Apparent roadblock in the development of quantum lithography

Currently, the silicon wafers that make up computer chips are made by the process of lithography, whereby optics are used to create an image on a piece of wafer. To create the channels that make up the transistors, masks are used to prevent some of the photons directed towards a wafer from arriving. When the wafer is then immersed in special chemicals, the parts that were struck react differently than those that weren’t, creating the channels. The problem is in the clarity of the image produced on the other side due to the use of optic lenses to focus the photons, as some degree of blurring will always occur due to the nature of lenses. As researchers try to make smaller transistors, the blurring eventually becomes a roadblock, which is why some are looking for alternatives.

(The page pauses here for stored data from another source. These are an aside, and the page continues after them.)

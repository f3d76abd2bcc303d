//! Configuration snapshots: timestamped copies of `config.json` and
//! `docker-compose.yml` under `backups/`, taken before any mutating command.

use crate::config::Workspace;
use anyhow::{Context, Result};
use chrono::NaiveDateTime;
use similar::TextDiff;
use std::path::PathBuf;
use tracing::{debug, info};

/// Files captured by a snapshot.
pub const SNAPSHOT_FILES: [&str; 2] = ["config.json", "docker-compose.yml"];

const TIMESTAMP_FORMAT: &str = "%Y%m%d_%H%M%S";

#[derive(Debug, Clone)]
pub struct Snapshot {
    /// Directory name, e.g. `20260827_153012`.
    pub id: String,
    pub path: PathBuf,
    pub time: NaiveDateTime,
}

/// Copy the current configuration files into a new timestamped snapshot
/// directory. Returns `None` when there is nothing to capture yet.
pub fn create(workspace: &Workspace) -> Result<Option<Snapshot>> {
    let sources: Vec<PathBuf> = SNAPSHOT_FILES
        .iter()
        .map(|name| workspace.root().join(name))
        .filter(|path| path.exists())
        .collect();
    if sources.is_empty() {
        debug!("nothing to snapshot yet");
        return Ok(None);
    }

    // Two mutating commands within the same second would collide on the
    // id; bump the timestamp until the directory name is free.
    let mut time = chrono::Local::now().naive_local();
    let mut id = time.format(TIMESTAMP_FORMAT).to_string();
    let mut path = workspace.backups_dir().join(&id);
    while path.exists() {
        time += chrono::Duration::seconds(1);
        id = time.format(TIMESTAMP_FORMAT).to_string();
        path = workspace.backups_dir().join(&id);
    }
    std::fs::create_dir_all(&path)
        .with_context(|| format!("failed to create snapshot dir {}", path.display()))?;

    for source in sources {
        let file_name = source.file_name().expect("snapshot sources are files");
        std::fs::copy(&source, path.join(file_name))
            .with_context(|| format!("failed to snapshot {}", source.display()))?;
    }

    info!("snapshot {} created", id);
    Ok(Some(Snapshot { id, path, time }))
}

/// All snapshots, newest first. Directories that do not parse as a
/// timestamp are ignored.
pub fn list(workspace: &Workspace) -> Result<Vec<Snapshot>> {
    let backups_dir = workspace.backups_dir();
    if !backups_dir.exists() {
        return Ok(Vec::new());
    }

    let mut snapshots = Vec::new();
    for entry in std::fs::read_dir(&backups_dir)? {
        let entry = entry?;
        if !entry.path().is_dir() {
            continue;
        }
        let name = entry.file_name().to_string_lossy().into_owned();
        if let Ok(time) = NaiveDateTime::parse_from_str(&name, TIMESTAMP_FORMAT) {
            snapshots.push(Snapshot {
                id: name,
                path: entry.path(),
                time,
            });
        }
    }

    snapshots.sort_by(|a, b| b.time.cmp(&a.time));
    Ok(snapshots)
}

pub fn find(workspace: &Workspace, id: &str) -> Result<Option<Snapshot>> {
    Ok(list(workspace)?.into_iter().find(|s| s.id == id))
}

/// Contents of each file captured by the snapshot, for previewing before a
/// restore.
pub fn read_files(snapshot: &Snapshot) -> Result<Vec<(String, String)>> {
    let mut files = Vec::new();
    for name in SNAPSHOT_FILES {
        let path = snapshot.path.join(name);
        if path.exists() {
            let contents = std::fs::read_to_string(&path)
                .with_context(|| format!("failed to read {}", path.display()))?;
            files.push((name.to_string(), contents));
        }
    }
    Ok(files)
}

/// Unified diff of each snapshot file against the current tree. Files with
/// no differences are omitted; a file missing from the snapshot is skipped.
pub fn diff_against_current(workspace: &Workspace, snapshot: &Snapshot) -> Result<Vec<(String, String)>> {
    let mut diffs = Vec::new();
    for name in SNAPSHOT_FILES {
        let snapshot_file = snapshot.path.join(name);
        if !snapshot_file.exists() {
            continue;
        }
        let snapshot_content = std::fs::read_to_string(&snapshot_file)?;

        let current_file = workspace.root().join(name);
        let current_content = if current_file.exists() {
            std::fs::read_to_string(&current_file)?
        } else {
            String::new()
        };

        if snapshot_content == current_content {
            continue;
        }

        let diff = TextDiff::from_lines(&current_content, &snapshot_content)
            .unified_diff()
            .header(&format!("current/{name}"), &format!("snapshot/{name}"))
            .to_string();
        diffs.push((name.to_string(), diff));
    }
    Ok(diffs)
}

/// Copy the snapshot files back into the working directory.
pub fn restore(workspace: &Workspace, snapshot: &Snapshot) -> Result<()> {
    for name in SNAPSHOT_FILES {
        let snapshot_file = snapshot.path.join(name);
        if snapshot_file.exists() {
            std::fs::copy(&snapshot_file, workspace.root().join(name))
                .with_context(|| format!("failed to restore {name}"))?;
        }
    }
    info!("configuration restored from snapshot {}", snapshot.id);
    Ok(())
}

One such approach is to take advantage of the unique properties of entangled photons; those wily quantum particles that for some inexplicable reason, tend to mimic the behavior of one another, without any apparent means of communication, and at a rate faster than the speed of light. Because they are correlated, the thinking went, they’d always arrive at the same place at the same time (in this case a sensor) creating a near perfect image; so if say a mask were made, in this case a simple one with just two slits in it; it would make sense that the pair of entangled photons would interfere with one another as they tend to do, as they pass through the slit, then arrive together on the other side at exactly the same place and time, which is just what you’d need if you wanted to impact the material on the other side to create your wafer the way you intended.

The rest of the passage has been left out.